As democracias acabam. Os valores democráticos não são fortes o suficientes e não há defesas no sistema democrático fortes o bastante para conter alguém motivado a destruí-lo. O Brasil viu isso acontecer em diversos momentos de sua história. Há quase 60 anos um golpe militar iria dar início a uma ditadura de décadas que matou, silenciou e torturou muitos brasileiros.
Os Poderes não podem silenciar diante desse tipo de ameaça. Por uma questão de sobrevivência democrática não só podem como devem agir. O Judiciário, quando provocado, deve determinar que o Estado aja coercitivamente e com o rigor necessário.
À Procuradoria Geral da República (PGR), principalmente, cabe fazer acusações e levar o governo à Justiça, em nosso sistema democrático. Em situação de normalidade. A omissão e o silêncio da PGR durante o governo Bolsonaro, mesmo em momentos de evidente afronta à democracia, foram ensurdecedores. Quando, por exemplo, o ex-presidente reuniu embaixadores do mundo inteiro para tentar macular o sistema eleitoral brasileiro sem qualquer fundamento, a PGR agiu timidamente.
Na omissão, quem age?
Estaríamos vivendo sob um regime democrático se as incitações golpistas continuassem livremente? As tentativas de deslegitimar o sistema eleitoral seriam vitoriosas caso as fake news não fossem coibidas? São perguntas válidas no Brasil de hoje, principalmente depois do 8 de janeiro.
As omissões dos mecanismos de controle, o conluio via orçamento secreto do poder legislativo, a conivência das Forças Armadas — e as ações do Executivo —, atentaram diretamente contra a democracia brasileira. A ação firme do STF foi a última trincheira e se mostrou eficiente para garantir que a Constituição continuasse de pé, mesmo sendo levantada como troféu por golpistas que invadiram os prédios dos Poderes.

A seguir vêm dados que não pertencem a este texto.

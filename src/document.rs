//! The structured document model produced by a pipeline.
//!
//! A [`Document`] is created fresh per conversion and owned by the caller
//! afterwards — the library keeps no reference. Pages appear in source
//! order; within a page, [`Page::items`] records the backend's reading
//! order across blocks, tables, and figures.
//!
//! Raster images ([`Page::image`], [`Figure::image`]) exist only when the
//! pipeline was configured with `generate_page_images` /
//! `generate_picture_images`; they are skipped during serialisation.

use image::DynamicImage;
use serde::{Deserialize, Serialize};

/// Axis-aligned position of an entity on its page, in rasterised pixels.
#[derive(Debug, Clone, Copy, PartialEq, Serialize, Deserialize)]
pub struct BoundingBox {
    pub left: f32,
    pub top: f32,
    pub right: f32,
    pub bottom: f32,
}

/// Semantic class of a text block.
#[derive(Debug, Clone, Copy, PartialEq, Eq, Serialize, Deserialize)]
pub enum BlockKind {
    Title,
    SectionHeader,
    Paragraph,
    ListItem,
    Code,
    Formula,
}

/// A contiguous run of text with one semantic class.
#[derive(Debug, Clone, Serialize, Deserialize)]
pub struct Block {
    pub kind: BlockKind,
    pub text: String,
    pub bbox: Option<BoundingBox>,
}

/// A table as a dense row-major cell grid.
///
/// `cells.len() == num_rows * num_cols`; ragged source rows are padded with
/// empty strings during assembly so the grid invariant always holds.
#[derive(Debug, Clone, Serialize, Deserialize)]
pub struct Table {
    pub num_rows: usize,
    pub num_cols: usize,
    pub cells: Vec<String>,
    pub caption: Option<String>,
    pub bbox: Option<BoundingBox>,
}

impl Table {
    /// Cell text at `(row, col)`, empty string when out of range.
    pub fn cell(&self, row: usize, col: usize) -> &str {
        if row < self.num_rows && col < self.num_cols {
            self.cells
                .get(row * self.num_cols + col)
                .map(String::as_str)
                .unwrap_or("")
        } else {
            ""
        }
    }
}

/// A figure or picture region.
#[derive(Debug, Clone, Serialize, Deserialize)]
pub struct Figure {
    pub caption: Option<String>,
    pub bbox: Option<BoundingBox>,
    /// Cropped raster of the figure region; present only when the pipeline
    /// ran with `generate_picture_images` and the backend supplied a bbox.
    #[serde(skip)]
    pub image: Option<DynamicImage>,
}

/// Reading-order reference into one of a page's entity lists.
#[derive(Debug, Clone, Copy, PartialEq, Eq, Serialize, Deserialize)]
pub enum ItemRef {
    Block(usize),
    Table(usize),
    Figure(usize),
}

/// One page of the converted document.
#[derive(Debug, Clone, Serialize, Deserialize)]
pub struct Page {
    /// 0-indexed ordinal, equal to the page's position in the source input.
    pub index: usize,
    /// Rasterised page width in pixels.
    pub width: u32,
    /// Rasterised page height in pixels.
    pub height: u32,
    pub blocks: Vec<Block>,
    pub tables: Vec<Table>,
    pub figures: Vec<Figure>,
    /// Backend reading order over `blocks`/`tables`/`figures`.
    pub items: Vec<ItemRef>,
    /// Page raster retained when `generate_page_images` is set.
    #[serde(skip)]
    pub image: Option<DynamicImage>,
}

impl Page {
    pub(crate) fn new(index: usize, width: u32, height: u32) -> Self {
        Self {
            index,
            width,
            height,
            blocks: Vec::new(),
            tables: Vec::new(),
            figures: Vec::new(),
            items: Vec::new(),
            image: None,
        }
    }

    pub(crate) fn push_block(&mut self, block: Block) {
        self.items.push(ItemRef::Block(self.blocks.len()));
        self.blocks.push(block);
    }

    pub(crate) fn push_table(&mut self, table: Table) {
        self.items.push(ItemRef::Table(self.tables.len()));
        self.tables.push(table);
    }

    pub(crate) fn push_figure(&mut self, figure: Figure) {
        self.items.push(ItemRef::Figure(self.figures.len()));
        self.figures.push(figure);
    }
}

/// Root of the structured document model.
#[derive(Debug, Clone, Default, Serialize, Deserialize)]
pub struct Document {
    /// Pages in source order. An empty input yields an empty vector — not
    /// an error.
    pub pages: Vec<Page>,
    /// Units of raw backend output the assemble stage could not parse and
    /// skipped. Degraded-output diagnostic, not silent loss.
    pub skipped_units: usize,
}

impl Document {
    /// Total block count across all pages.
    pub fn num_blocks(&self) -> usize {
        self.pages.iter().map(|p| p.blocks.len()).sum()
    }

    /// Total table count across all pages.
    pub fn num_tables(&self) -> usize {
        self.pages.iter().map(|p| p.tables.len()).sum()
    }

    /// Total figure count across all pages.
    pub fn num_figures(&self) -> usize {
        self.pages.iter().map(|p| p.figures.len()).sum()
    }

    /// Render the document to Markdown. Pure and deterministic; see
    /// [`crate::export::export_to_markdown`].
    pub fn export_to_markdown(&self) -> String {
        crate::export::export_to_markdown(self)
    }

    /// Serialise the model (minus raster images) to a JSON string.
    pub fn to_json(&self) -> Result<String, crate::error::ConvertError> {
        serde_json::to_string_pretty(self)
            .map_err(|e| crate::error::ConvertError::Internal(format!("JSON export: {e}")))
    }
}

Agir quando necessário é uma característica fundamental de quem tem responsabilidade com a República e com a democracia. Mesmo que limites sejam ultrapassados em momentos de excepcionalidade.

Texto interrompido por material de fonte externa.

//! The conversion orchestrator.
//!
//! [`DocumentConverter`] owns one pipeline per bound input format plus a
//! default minimal pipeline (rule-based layout backend, default options)
//! for everything else. `convert` detects the input's format, picks the
//! pipeline, and runs it.
//!
//! ## Fallback policy
//!
//! When a *non-default* pipeline fails in the infer or rasterize stage, the
//! same input is retried through the default pipeline exactly once. The
//! retry is never recursive and never silent: a successful fallback is
//! recorded on the result ([`ConversionResult::fallback`], carrying the
//! original error), and a failed one surfaces both errors as
//! [`ConvertError::FallbackFailed`]. Beyond this single attempt the library
//! never re-runs inference on its own — a model call is too expensive to
//! retry speculatively.

use crate::backend::{BackendKind, PageBackend};
use crate::document::Document;
use crate::error::ConvertError;
use crate::format::{self, InputFormat};
use crate::options::PipelineOptions;
use crate::pipeline::{input, Pipeline, StageTimings};
use serde::Serialize;
use std::collections::HashMap;
use std::path::Path;
use std::sync::atomic::AtomicBool;
use std::sync::Arc;
use std::time::Instant;
use tracing::{info, warn};

/// Raster-target drift beyond ±25% of the backend's preferred resolution
/// counts as a mismatch (warned, never fatal).
const RESOLUTION_TOLERANCE: f32 = 0.25;

/// Per-format pipeline binding: which backend runs and with which options.
pub struct FormatOption {
    backend: BackendSpec,
    options: PipelineOptions,
}

enum BackendSpec {
    Kind(BackendKind),
    Custom(Arc<dyn PageBackend>),
}

impl FormatOption {
    /// Bind one of the built-in backend kinds.
    pub fn new(kind: BackendKind, options: PipelineOptions) -> Self {
        Self {
            backend: BackendSpec::Kind(kind),
            options,
        }
    }

    /// Bind a caller-constructed adapter (custom middleware, tests).
    pub fn with_backend(backend: Arc<dyn PageBackend>, options: PipelineOptions) -> Self {
        Self {
            backend: BackendSpec::Custom(backend),
            options,
        }
    }

    fn into_pipeline(self) -> Pipeline {
        match self.backend {
            BackendSpec::Kind(kind) => Pipeline::new(kind, self.options),
            BackendSpec::Custom(backend) => Pipeline::with_backend(backend, self.options),
        }
    }
}

/// Counters and timings for one conversion.
#[derive(Debug, Clone, Default, Serialize)]
pub struct ConversionStats {
    pub pages: usize,
    pub blocks: usize,
    pub tables: usize,
    pub figures: usize,
    pub skipped_units: usize,
    pub rasterize_ms: u64,
    pub infer_ms: u64,
    pub total_ms: u64,
    /// The pipeline's raster target drifted from the backend's preferred
    /// resolution. Accuracy warning only; the conversion still ran.
    pub resolution_mismatch: bool,
}

/// Record that the default pipeline salvaged a failed conversion.
#[derive(Debug, Clone, Serialize)]
pub struct FallbackReport {
    /// Display form of the bound pipeline's error.
    pub original_error: String,
}

/// A successful conversion: the document plus execution diagnostics.
#[derive(Debug)]
pub struct ConversionResult {
    pub document: Document,
    pub stats: ConversionStats,
    /// Present when the default pipeline produced this result after the
    /// bound pipeline failed.
    pub fallback: Option<FallbackReport>,
}

/// Converts input documents into [`Document`] models.
///
/// # Example
/// ```rust,no_run
/// use docmill::{BackendKind, DocumentConverter, FormatOption, InputFormat, PipelineOptions};
///
/// # #[tokio::main]
/// # async fn main() -> Result<(), Box<dyn std::error::Error>> {
/// let options = PipelineOptions::builder()
///     .images_scale(0.25)
///     .repo_id("ds4sd/SmolDocling-256M-preview")
///     .build()?;
///
/// let converter = DocumentConverter::builder()
///     .format_option(InputFormat::Pdf, FormatOption::new(BackendKind::Vlm, options))
///     .build();
///
/// let result = converter.convert("report.pdf").await?;
/// println!("{}", result.document.export_to_markdown());
/// # Ok(())
/// # }
/// ```
pub struct DocumentConverter {
    pipelines: HashMap<InputFormat, Arc<Pipeline>>,
    default_pipeline: Arc<Pipeline>,
    cancel: Option<Arc<AtomicBool>>,
    download_timeout_secs: u64,
}

impl Default for DocumentConverter {
    fn default() -> Self {
        Self::new()
    }
}

impl DocumentConverter {
    /// A converter with no bindings: every format runs the default minimal
    /// pipeline.
    pub fn new() -> Self {
        Self::builder().build()
    }

    pub fn builder() -> DocumentConverterBuilder {
        DocumentConverterBuilder {
            format_options: HashMap::new(),
            cancel: None,
            download_timeout_secs: 120,
        }
    }

    /// Convert a local file or HTTP/HTTPS URL.
    pub async fn convert(
        &self,
        input: impl AsRef<str>,
    ) -> Result<ConversionResult, ConvertError> {
        let total_start = Instant::now();
        let input = input.as_ref();
        info!("starting conversion: {}", input);

        let resolved = input::resolve_input(input, self.download_timeout_secs).await?;
        let path = resolved.path();
        let format = format::detect_format(path)?;
        info!("detected format: {}", format);

        let pipeline = self
            .pipelines
            .get(&format)
            .unwrap_or(&self.default_pipeline);
        let mismatch = check_resolution(pipeline);

        let cancel = self.cancel.as_deref();
        match pipeline.execute(path, format, cancel).await {
            Ok((document, timings)) => Ok(finish(
                document, timings, mismatch, None, total_start,
            )),
            Err(original) => {
                let is_default = Arc::ptr_eq(pipeline, &self.default_pipeline);
                if is_default || !original.is_fallback_eligible() {
                    return Err(original);
                }

                warn!(
                    "bound pipeline failed ({original}); retrying once through the default pipeline"
                );
                match self.default_pipeline.execute(path, format, cancel).await {
                    Ok((document, timings)) => {
                        let mismatch = check_resolution(&self.default_pipeline);
                        Ok(finish(
                            document,
                            timings,
                            mismatch,
                            Some(FallbackReport {
                                original_error: original.to_string(),
                            }),
                            total_start,
                        ))
                    }
                    Err(fallback) => Err(ConvertError::FallbackFailed {
                        original: Box::new(original),
                        fallback: Box::new(fallback),
                    }),
                }
            }
        }
    }

    /// Convert in-memory bytes without the caller touching the filesystem.
    ///
    /// The bytes are written to a managed tempfile that is removed when the
    /// conversion returns.
    pub async fn convert_from_bytes(
        &self,
        bytes: &[u8],
    ) -> Result<ConversionResult, ConvertError> {
        use std::io::Write;
        let mut tmp = tempfile::NamedTempFile::new()
            .map_err(|e| ConvertError::Internal(format!("tempfile: {e}")))?;
        tmp.write_all(bytes)
            .map_err(|e| ConvertError::Internal(format!("tempfile write: {e}")))?;
        let path = tmp.path().to_string_lossy().to_string();
        // `tmp` is dropped (and the file deleted) when `convert` returns.
        self.convert(&path).await
    }

    /// Convert and write the Markdown export to `output_path`.
    ///
    /// Atomic write (temp file + rename) so a crash never leaves a partial
    /// export behind.
    pub async fn convert_to_file(
        &self,
        input: impl AsRef<str>,
        output_path: impl AsRef<Path>,
    ) -> Result<ConversionStats, ConvertError> {
        let result = self.convert(input).await?;
        let markdown = result.document.export_to_markdown();
        let path = output_path.as_ref();

        if let Some(parent) = path.parent() {
            tokio::fs::create_dir_all(parent).await.map_err(|e| {
                ConvertError::OutputWriteFailed {
                    path: path.to_path_buf(),
                    source: e,
                }
            })?;
        }

        let tmp_path = path.with_extension("md.tmp");
        tokio::fs::write(&tmp_path, &markdown)
            .await
            .map_err(|e| ConvertError::OutputWriteFailed {
                path: path.to_path_buf(),
                source: e,
            })?;
        tokio::fs::rename(&tmp_path, path)
            .await
            .map_err(|e| ConvertError::OutputWriteFailed {
                path: path.to_path_buf(),
                source: e,
            })?;

        Ok(result.stats)
    }
}

/// Warn when the pipeline's raster target drifts from the bound backend's
/// preferred resolution. Returns whether a mismatch was recorded.
fn check_resolution(pipeline: &Pipeline) -> bool {
    let target = pipeline.options().target_edge_px() as f32;
    let preferred = pipeline.backend().preferred_resolution() as f32;
    let ratio = target / preferred;
    if !(1.0 - RESOLUTION_TOLERANCE..=1.0 + RESOLUTION_TOLERANCE).contains(&ratio) {
        warn!(
            "raster target {}px drifts from the {:?} backend's preferred {}px; \
             accuracy may degrade (adjust images_scale)",
            target as u32,
            pipeline.backend().kind(),
            preferred as u32
        );
        return true;
    }
    false
}

fn finish(
    document: Document,
    timings: StageTimings,
    resolution_mismatch: bool,
    fallback: Option<FallbackReport>,
    total_start: Instant,
) -> ConversionResult {
    let stats = ConversionStats {
        pages: document.pages.len(),
        blocks: document.num_blocks(),
        tables: document.num_tables(),
        figures: document.num_figures(),
        skipped_units: document.skipped_units,
        rasterize_ms: timings.rasterize_ms,
        infer_ms: timings.infer_ms,
        total_ms: total_start.elapsed().as_millis() as u64,
        resolution_mismatch,
    };
    info!(
        "conversion complete: {} page(s), {} table(s), {} figure(s), {}ms",
        stats.pages, stats.tables, stats.figures, stats.total_ms
    );
    ConversionResult {
        document,
        stats,
        fallback,
    }
}

/// Builder for [`DocumentConverter`].
pub struct DocumentConverterBuilder {
    format_options: HashMap<InputFormat, FormatOption>,
    cancel: Option<Arc<AtomicBool>>,
    download_timeout_secs: u64,
}

impl DocumentConverterBuilder {
    /// Bind a pipeline to an input format. Unbound formats use the default
    /// minimal pipeline.
    pub fn format_option(mut self, format: InputFormat, option: FormatOption) -> Self {
        self.format_options.insert(format, option);
        self
    }

    /// Shared cooperative-cancellation flag, checked between pipeline
    /// stages of every conversion run through this converter.
    pub fn cancel_flag(mut self, flag: Arc<AtomicBool>) -> Self {
        self.cancel = Some(flag);
        self
    }

    /// Timeout for URL-input downloads. Default: 120s.
    pub fn download_timeout_secs(mut self, secs: u64) -> Self {
        self.download_timeout_secs = secs;
        self
    }

    /// Construct the converter; pipelines are built eagerly here.
    pub fn build(self) -> DocumentConverter {
        let pipelines = self
            .format_options
            .into_iter()
            .map(|(format, option)| (format, Arc::new(option.into_pipeline())))
            .collect();

        DocumentConverter {
            pipelines,
            default_pipeline: Arc::new(Pipeline::new(
                BackendKind::Layout,
                PipelineOptions::default(),
            )),
            cancel: self.cancel,
            download_timeout_secs: self.download_timeout_secs,
        }
    }
}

Porém, ficaram dívidas com a sociedade. O Supremo precisa, caso a normalidade institucional de fato volte, entender que o momento de agir fora de suas atribuições ficou para trás. O STF precisa sair dos holofotes e do protagonismo, as decisões precisam ser colegiadas, as ações menos intempestivas e o devido processo legal voltar a ser um valor intransponível.
Sim, são promessas que precisam ser feitas. A democracia é feita delas.
*Edmundo Siqueira é jornalista, escritor, servidor federal e agente cultural.
Fonte: Revista Consultor Jurídico.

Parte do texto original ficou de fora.